Con todo, ese modo de vida tenía infinidad de cosas buenas. Una de ellas era la hermandad que se respiraba en la comunidad.
El cultivo de la tierra fomentaba entre la gente un maravilloso y sano espíritu de ayuda. Algo que, sin duda, llevo en mi ADN con mucho orgullo y que aprendí en el humilde lugar donde nací.
Por otra parte, aunque parezca increíble, vivir allí no era del todo tan aburrido. Uno de los entretenimientos preferidos de mi pueblo consistía en saberlo todo sobre la vida de los demás. Pero ¿qué más podía hacerse sin televisión, ordenadores y móviles? He de aclarar que la tecnología había llegado a Guinea Ecuatorial por esa época, pero casi nadie podía permitírsela.
Otra de las cosas que más me gustaba de mi pueblo es que a pesar de la precariedad en la que vivíamos, siempre encontrábamos un motivo para reunirnos festejar, bailar, cantar y disfrutar. Algo que, afortunadamente, ¡también llevo en mi ADN!
Para mí es importante remarcar mi origen y hablar del pueblo donde crecí. De allí guardo los mejores recuerdos de mi vida. De entre todos ellos, sin duda, en un lugar muy especial está el de mi querida abuela Antonia, con la que me crie. Ella fue una mujer con muchísimo carácter y muy valiente. Sin apenas recursos consiguió sacar adelante a sus hijos y a mí; algo de lo que le estoy infinitamente agradecida.

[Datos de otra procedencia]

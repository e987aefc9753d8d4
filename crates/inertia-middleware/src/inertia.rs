//! Protocol middleware: redirect rewriting, asset freshness and CSRF issuance.
//!
//! Per request, after the inner handler produced a response:
//!
//! 1. a validation failure becomes a session stash plus its redirect
//! 2. the CSRF cookie is attached
//! 3. for protocol requests only, same-origin `301`/`302` answers to the
//!    configured methods become `303 See Other`
//! 4. for protocol requests carrying a stale asset version, the response is
//!    replaced by an empty `409 Conflict` with `X-Inertia-Location`

use std::sync::Arc;

use async_trait::async_trait;
use hyper::header::SET_COOKIE;
use inertia_core::protocol::X_INERTIA_LOCATION;
use inertia_core::validation::stash_validation_errors;
use inertia_core::{InertiaConfig, InertiaRequest};
use inertia_http::{Error, Handler, Middleware, Request, Response, Result, Session, StatusCode};
use tracing::{debug, warn};
use url::Url;

use crate::csrf::CsrfTokenIssuer;

/// What the middleware needs to know about the request once it is consumed
struct RequestFacts {
	is_inertia: bool,
	is_stale: bool,
	rewrites_redirect: bool,
	absolute_uri: String,
	session: Option<Session>,
}

/// Middleware enforcing the protocol's redirect and freshness rules
///
/// # Examples
///
/// ```
/// use std::sync::Arc;
/// use inertia_core::InertiaConfig;
/// use inertia_http::{Handler, Method, Middleware, Request, Response, Result, StatusCode};
/// use inertia_middleware::InertiaMiddleware;
///
/// struct Redirect;
///
/// #[async_trait::async_trait]
/// impl Handler for Redirect {
///     async fn handle(&self, _request: Request) -> Result<Response> {
///         Ok(Response::temporary_redirect("/teams/"))
///     }
/// }
///
/// # tokio_test::block_on(async {
/// let middleware = InertiaMiddleware::new(InertiaConfig::default());
/// let request = Request::builder()
///     .method(Method::PATCH)
///     .uri("/teams/1/")
///     .header("X-Inertia", "true")
///     .build()
///     .unwrap();
///
/// let response = middleware.process(request, Arc::new(Redirect)).await.unwrap();
/// assert_eq!(response.status, StatusCode::SEE_OTHER);
/// # });
/// ```
pub struct InertiaMiddleware {
	config: Arc<InertiaConfig>,
	csrf: CsrfTokenIssuer,
}

impl InertiaMiddleware {
	pub fn new(config: InertiaConfig) -> Self {
		Self::from_arc(Arc::new(config))
	}

	/// Share a configuration with the negotiator
	pub fn from_arc(config: Arc<InertiaConfig>) -> Self {
		let csrf = CsrfTokenIssuer::new(config.csrf_cookie_name.clone())
			.with_secure(config.csrf_cookie_secure);
		Self { config, csrf }
	}

	pub fn config(&self) -> &InertiaConfig {
		&self.config
	}

	fn facts(&self, request: &Request) -> RequestFacts {
		let inertia = InertiaRequest::new(request);
		RequestFacts {
			is_inertia: inertia.is_inertia(),
			is_stale: inertia.is_stale(&self.config.version),
			rewrites_redirect: self.config.rewrites_redirect_for(request.method.as_str()),
			absolute_uri: request.build_absolute_uri(None),
			session: Session::from_request(request),
		}
	}

	/// Turn a validation failure into its redirect, stashing the errors
	fn recover(&self, result: Result<Response>, session: Option<&Session>) -> Result<Response> {
		match result {
			Err(Error::Validation(failure)) => {
				match session {
					Some(session) => stash_validation_errors(session, &failure)?,
					None => warn!("Validation errors dropped: no session on request"),
				}
				debug!(fields = failure.errors.len(), "Redirecting after validation failure");
				Ok(failure.redirect)
			}
			other => other,
		}
	}
}

#[async_trait]
impl Middleware for InertiaMiddleware {
	async fn process(&self, request: Request, next: Arc<dyn Handler>) -> Result<Response> {
		let facts = self.facts(&request);
		let token = self.csrf.ensure(&request);

		let result = next.handle(request).await;
		let mut response = self.recover(result, facts.session.as_ref())?;
		response.append_cookie(&self.csrf.cookie_header(&token))?;

		if !facts.is_inertia {
			return Ok(response);
		}

		if facts.rewrites_redirect
			&& response.is_redirect()
			&& response
				.location()
				.is_some_and(|location| is_same_origin(location, &facts.absolute_uri))
		{
			debug!(from = response.status.as_u16(), "Rewriting redirect to 303");
			response.status = StatusCode::SEE_OTHER;
		}

		if facts.is_stale {
			debug!(location = %facts.absolute_uri, "Asset version is stale, forcing a full visit");
			let mut conflict = Response::conflict().with_header(X_INERTIA_LOCATION, &facts.absolute_uri);
			for cookie in response.headers.get_all(SET_COOKIE) {
				conflict.headers.append(SET_COOKIE, cookie.clone());
			}
			return Ok(conflict);
		}

		Ok(response)
	}
}

/// Whether `location` points at the same scheme and host as `request_uri`
///
/// Relative locations are always same-origin.
///
/// # Examples
///
/// ```
/// use inertia_middleware::inertia::is_same_origin;
///
/// assert!(is_same_origin("/teams/", "http://testserver/teams/1/"));
/// assert!(is_same_origin("http://testserver/teams/", "http://testserver/teams/1/"));
/// assert!(!is_same_origin("https://auth.example.com/login", "http://testserver/teams/1/"));
/// ```
pub fn is_same_origin(location: &str, request_uri: &str) -> bool {
	let Ok(base) = Url::parse(request_uri) else {
		return false;
	};
	match Url::parse(location) {
		Ok(target) => target.origin() == base.origin(),
		Err(url::ParseError::RelativeUrlWithoutBase) => true,
		Err(_) => false,
	}
}
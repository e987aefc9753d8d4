//! Response negotiation for inertia-web.
//!
//! The [`Inertia`] negotiator turns a component and its props into the
//! representation a request asks for:
//!
//! - protocol requests (`X-Inertia: true`) receive the page as JSON
//! - first loads are pre-rendered by a remote service when enabled
//! - otherwise the page is embedded in the local layout template
//!
//! ## Feature Flags
//!
//! - `ssr` (default): reqwest-backed [`ssr::HttpSsrClient`]
//! - `templates` (default): Tera-backed [`template::TeraRenderer`]

pub mod negotiator;
pub mod ssr;
pub mod template;
pub mod views;

pub use negotiator::{Inertia, InertiaResponse, location};
pub use ssr::{SsrClient, SsrFailure, SsrOutcome};
pub use template::{TemplateRenderer, escape_html, root_element};
pub use views::{InertiaListView, InertiaView, PageHandler, ViewOutput};

#[cfg(feature = "ssr")]
pub use ssr::HttpSsrClient;
#[cfg(feature = "templates")]
pub use template::TeraRenderer;
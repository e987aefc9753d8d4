//! A template renderer that remembers what it rendered.
//!
//! Install it on the negotiator to inspect first-load pages: the page handed
//! to the layout, its props, and the extra template data.

use std::sync::{Arc, Mutex};

use inertia_http::{Error, Result};
use inertia_render::TemplateRenderer;
use inertia_render::negotiator::{PAGE_CONTEXT_KEY, ROOT_CONTEXT_KEY};
use serde_json::{Map, Value};

/// One call to [`TemplateRenderer::render`]
#[derive(Debug, Clone, PartialEq)]
pub struct RenderCall {
	pub template: String,
	pub context: Map<String, Value>,
}

/// Records render calls, optionally delegating the actual rendering
///
/// Without an inner renderer the output is the root element when present,
/// otherwise the context serialized as JSON.
#[derive(Clone, Default)]
pub struct RecordingRenderer {
	calls: Arc<Mutex<Vec<RenderCall>>>,
	inner: Option<Arc<dyn TemplateRenderer>>,
}

impl RecordingRenderer {
	pub fn new() -> Self {
		Self::default()
	}

	/// Record calls and render through `inner`
	pub fn wrapping(inner: Arc<dyn TemplateRenderer>) -> Self {
		Self {
			calls: Arc::default(),
			inner: Some(inner),
		}
	}

	pub fn calls(&self) -> Vec<RenderCall> {
		self.calls.lock().unwrap_or_else(|e| e.into_inner()).clone()
	}

	pub fn last_call(&self) -> Option<RenderCall> {
		self.calls
			.lock()
			.unwrap_or_else(|e| e.into_inner())
			.last()
			.cloned()
	}

	fn last_context(&self) -> Result<Map<String, Value>> {
		self.last_call()
			.map(|call| call.context)
			.ok_or_else(|| Error::Internal("nothing was rendered".to_string()))
	}

	/// Page descriptor of the last local render
	///
	/// # Errors
	///
	/// Fails when nothing was rendered or the last render carried no page.
	pub fn page(&self) -> Result<Value> {
		let context = self.last_context()?;
		let page = context
			.get(PAGE_CONTEXT_KEY)
			.and_then(Value::as_str)
			.ok_or_else(|| Error::Internal("last render carried no page".to_string()))?;
		Ok(serde_json::from_str(page)?)
	}

	pub fn props(&self) -> Result<Value> {
		Ok(self.page()?["props"].clone())
	}

	pub fn component(&self) -> Result<String> {
		self.page()?["component"]
			.as_str()
			.map(str::to_string)
			.ok_or_else(|| Error::Internal("page has no component".to_string()))
	}

	/// Context of the last render, minus the page and root element
	pub fn template_data(&self) -> Result<Value> {
		let mut context = self.last_context()?;
		context.remove(PAGE_CONTEXT_KEY);
		context.remove(ROOT_CONTEXT_KEY);
		Ok(Value::Object(context))
	}
}

impl TemplateRenderer for RecordingRenderer {
	fn render(&self, name: &str, context: &Map<String, Value>) -> Result<String> {
		self.calls
			.lock()
			.unwrap_or_else(|e| e.into_inner())
			.push(RenderCall {
				template: name.to_string(),
				context: context.clone(),
			});

		match &self.inner {
			Some(inner) => inner.render(name, context),
			None => match context.get(ROOT_CONTEXT_KEY).and_then(Value::as_str) {
				Some(root) => Ok(root.to_string()),
				None => Ok(serde_json::to_string(context)?),
			},
		}
	}
}
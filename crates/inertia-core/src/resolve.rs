//! Deep resolution of props into plain JSON.

use inertia_http::Result;
use serde_json::{Map, Value};

use crate::props::Props;

/// Resolve every prop in `props`, recursing into nested mappings.
///
/// The input is only borrowed; a fresh map is returned. Nested [`Prop::Map`](crate::props::Prop::Map)
/// entries are walked, every other wrapper is invoked once, and its output is
/// taken as-is. Sequences are never inspected.
///
/// # Examples
///
/// ```
/// use inertia_core::props::{callable, Props};
/// use inertia_core::resolve::deep_transform;
/// use serde_json::json;
///
/// let props = Props::new().with(
///     "person",
///     Props::new().with("name", callable(|| "Brandon")),
/// );
///
/// let resolved = deep_transform(&props).unwrap();
/// assert_eq!(serde_json::Value::Object(resolved), json!({"person": {"name": "Brandon"}}));
/// ```
pub fn deep_transform(props: &Props) -> Result<Map<String, Value>> {
	props
		.iter()
		.map(|(key, prop)| Ok((key.to_string(), prop.resolve()?)))
		.collect()
}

A esa mujer imprescindible en mi vida la recuerdo como una presencia intimidante para el resto de la gente. No es de extrañar teniendo en cuenta que era corpulenta y de rasgos faciales marcados, dos características físicas que le hacían parecer permanentemente enfadada. Quienes teníamos el placer de compartir la vida con ella sabíamos que esa imagen de mujer dura distaba mucho de su verdadera personalidad. En el fondo, mi abuela era pura sensibilidad y dulzura.
Siempre que la recuerdo pienso en su inconfundible turbante de colores y nuestras larguísimas charlas. Mi abuela Antonia era una gran conversadora y, además, hablaba por los codos. Daba igual el tema de conversación que alguien sacase, ella siempre tenía una anécdota que contar sobre él.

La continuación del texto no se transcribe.